If you've ever heard any of those exceedingly disturbing "family" recordings from the late twenties/early thirties -- the kind you could cut on cheap wax for two-cents on the promenade -- you've already got a good bead on avant-folk duo CocoRosie. Two sisters reunited by the splendor of the city of lights, Bianca and Sierra Casady recorded
Le Maison de Mon Reve in a cramped apartment, tucked away from the hustle and bustle of the 18th district -- a fitting tribute to cabin fever in all its various guises.

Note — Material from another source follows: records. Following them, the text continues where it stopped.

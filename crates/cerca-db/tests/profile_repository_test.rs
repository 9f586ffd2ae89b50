//! Integration tests for the Profile repository using in-memory SurrealDB.

use cerca_core::models::profile::{CreateProfile, ProfileKind, ProfileQuery, Tier};
use cerca_core::repository::ProfileRepository;
use cerca_db::repository::SurrealProfileRepository;
use chrono::{Duration, Utc};
use surrealdb::Surreal;
use surrealdb::engine::local::{Db, Mem};

async fn setup() -> SurrealProfileRepository<Db> {
    let db = Surreal::new::<Mem>(()).await.unwrap();
    db.use_ns("test").use_db("test").await.unwrap();
    cerca_db::run_migrations(&db).await.unwrap();
    SurrealProfileRepository::new(db)
}

fn profile(name: &str, kind: ProfileKind, tier: Tier, hours_ago: i64) -> CreateProfile {
    CreateProfile {
        display_name: name.into(),
        kind,
        latitude: Some(-33.45),
        longitude: Some(-70.66),
        tier,
        last_active_at: Some(Utc::now() - Duration::hours(hours_ago)),
        available_until: None,
    }
}

#[tokio::test]
async fn create_and_get_profile() {
    let repo = setup().await;
    let created = repo
        .create(profile("Camila", ProfileKind::Professional, Tier::Platinum, 1))
        .await
        .unwrap();

    let fetched = repo.get_by_id(created.id).await.unwrap();
    assert_eq!(fetched.display_name, "Camila");
    assert_eq!(fetched.tier, Tier::Platinum);
    assert_eq!(fetched.completed_services, 0);
    assert_eq!(fetched.latitude, Some(-33.45));
}

#[tokio::test]
async fn candidates_respect_kind_and_min_tier() {
    let repo = setup().await;
    repo.create(profile("Silver pro", ProfileKind::Professional, Tier::Silver, 1))
        .await
        .unwrap();
    repo.create(profile("Gold pro", ProfileKind::Professional, Tier::Gold, 2))
        .await
        .unwrap();
    repo.create(profile("Gold venue", ProfileKind::Venue, Tier::Gold, 3))
        .await
        .unwrap();

    let pros = repo
        .list_candidates(ProfileQuery {
            kind: Some(ProfileKind::Professional),
            ..Default::default()
        })
        .await
        .unwrap();
    assert_eq!(pros.len(), 2);

    let gold_up = repo
        .list_candidates(ProfileQuery {
            min_tier: Some(Tier::Gold),
            ..Default::default()
        })
        .await
        .unwrap();
    assert_eq!(gold_up.len(), 2);
    assert!(gold_up.iter().all(|p| p.tier >= Tier::Gold));

    let limited = repo
        .list_candidates(ProfileQuery {
            limit: 1,
            ..Default::default()
        })
        .await
        .unwrap();
    assert_eq!(limited.len(), 1);
    assert_eq!(limited[0].display_name, "Silver pro");
}

#[tokio::test]
async fn record_activity_updates_timestamp() {
    let repo = setup().await;
    let created = repo
        .create(profile("Sofia", ProfileKind::Shop, Tier::Silver, 100))
        .await
        .unwrap();

    let now = Utc::now();
    repo.record_activity(created.id, now).await.unwrap();
    let fetched = repo.get_by_id(created.id).await.unwrap();
    let at = fetched.last_active_at.unwrap();
    assert!((at - now).num_milliseconds().abs() < 1_000);
}

#[tokio::test]
async fn record_activity_on_missing_profile_is_not_found() {
    let repo = setup().await;
    let err = repo
        .record_activity(uuid::Uuid::new_v4(), Utc::now())
        .await
        .unwrap_err();
    assert!(matches!(
        err,
        cerca_core::error::CercaError::NotFound { .. }
    ));
}
fn terms() -> ApproveInput {
    ApproveInput {
        price_amount: 60_000,
        duration_minutes: 60,
        provider_note: None,
    }
}

fn drain(registration: &mut Registration) -> Vec<EventType> {
    let mut seen = Vec::new();
    while let Ok(event) = registration.receiver.try_recv() {
        seen.push(event.event_type);
    }
    seen
}

async fn completed_services(fx: &Fixture) -> u64 {
    ProfileRepository::get_by_id(&fx.store, fx.professional)
        .await
        .unwrap()
        .completed_services
}

#[tokio::test]
async fn full_lifecycle_notifies_both_parties() {
    let fx = setup().await;
    let mut client_rx = fx.hub.register(fx.client);
    let mut pro_rx = fx.hub.register(fx.professional);

    let request = fx
        .service
        .create_request(fx.client, request_input(fx.professional))
        .await
        .unwrap();
    assert_eq!(request.status, RequestStatus::Requested);
    assert_eq!(drain(&mut client_rx), vec![EventType::RequestCreated]);
    assert_eq!(drain(&mut pro_rx), vec![EventType::RequestCreated]);

    let approved = fx
        .service
        .approve(request.id, fx.professional, terms())
        .await
        .unwrap();
    assert_eq!(approved.status, RequestStatus::Approved);
    let agreed = approved.terms.as_ref().unwrap();
    assert_eq!(agreed.price_amount, 60_000);
    assert_eq!(agreed.duration_minutes, 60);
    assert_eq!(drain(&mut client_rx), vec![EventType::RequestUpdated]);
    assert_eq!(drain(&mut pro_rx), vec![EventType::RequestUpdated]);

    let active = fx
        .service
        .client_confirm(request.id, fx.client)
        .await
        .unwrap();
    assert_eq!(active.status, RequestStatus::Active);
    drain(&mut client_rx);
    drain(&mut pro_rx);

    let before = completed_services(&fx).await;
    let finished = fx.service.finish(request.id, fx.professional).await.unwrap();
    assert_eq!(finished.request.status, RequestStatus::Finished);
    assert_eq!(
        finished.prompt.tags,
        vec!["#Puntual", "#IgualALaFoto", "#Discrecion"]
    );
    assert_eq!(completed_services(&fx).await, before + 1);

    assert_eq!(
        drain(&mut client_rx),
        vec![EventType::RequestUpdated, EventType::ReviewTagsRequested]
    );
    assert_eq!(drain(&mut pro_rx), vec![EventType::RequestUpdated]);

    let pending = fx.service.pending_prompts(fx.client).await.unwrap();
    assert_eq!(pending.len(), 1);
    assert_eq!(pending[0].request_id, request.id);
}
//! Discovery configuration.

/// Configuration for the discovery service.
#[derive(Debug, Clone)]
pub struct DiscoveryConfig {
    /// Maximum distance between a shown and a true location, in meters.
    pub obfuscation_radius_m: f64,
    pub default_page_size: u64,
    pub max_page_size: u64,
    /// Upper bound for the `max_distance_km` filter.
    pub max_distance_km: f64,
    /// Candidates fetched from the profile store before scoring.
    pub candidate_limit: u64,
}

impl Default for DiscoveryConfig {
    fn default() -> Self {
        Self {
            obfuscation_radius_m: 500.0,
            default_page_size: 20,
            max_page_size: 100,
            max_distance_km: 50.0,
            candidate_limit: 500,
        }
    }
}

Simply telling you that CocoRosie play a charmingly arcane brand of twinkle folk doesn't really articulate the spectral eccentricity of these pre-war (as in Civil) odes to love, life and seclusion. "By Your Side"'s eerie, crackling backing track sounds like a Memphis soul LP played at 78rpm, while "Butterscotch" and "Jesus Loves Me" are both deliciously Appalachian-flavored, an odd byproduct of too-much-spare time and French wine. In the best possible way, Le Maison de Mon Reve recalls the legendary Shaggs LP Philosophy of the World; both were fashioned by occasionally-at-odds siblings, display painfully sweet songwriting chops, and exhibit an absolute disregard for anything even closely resembling modern recording techniques.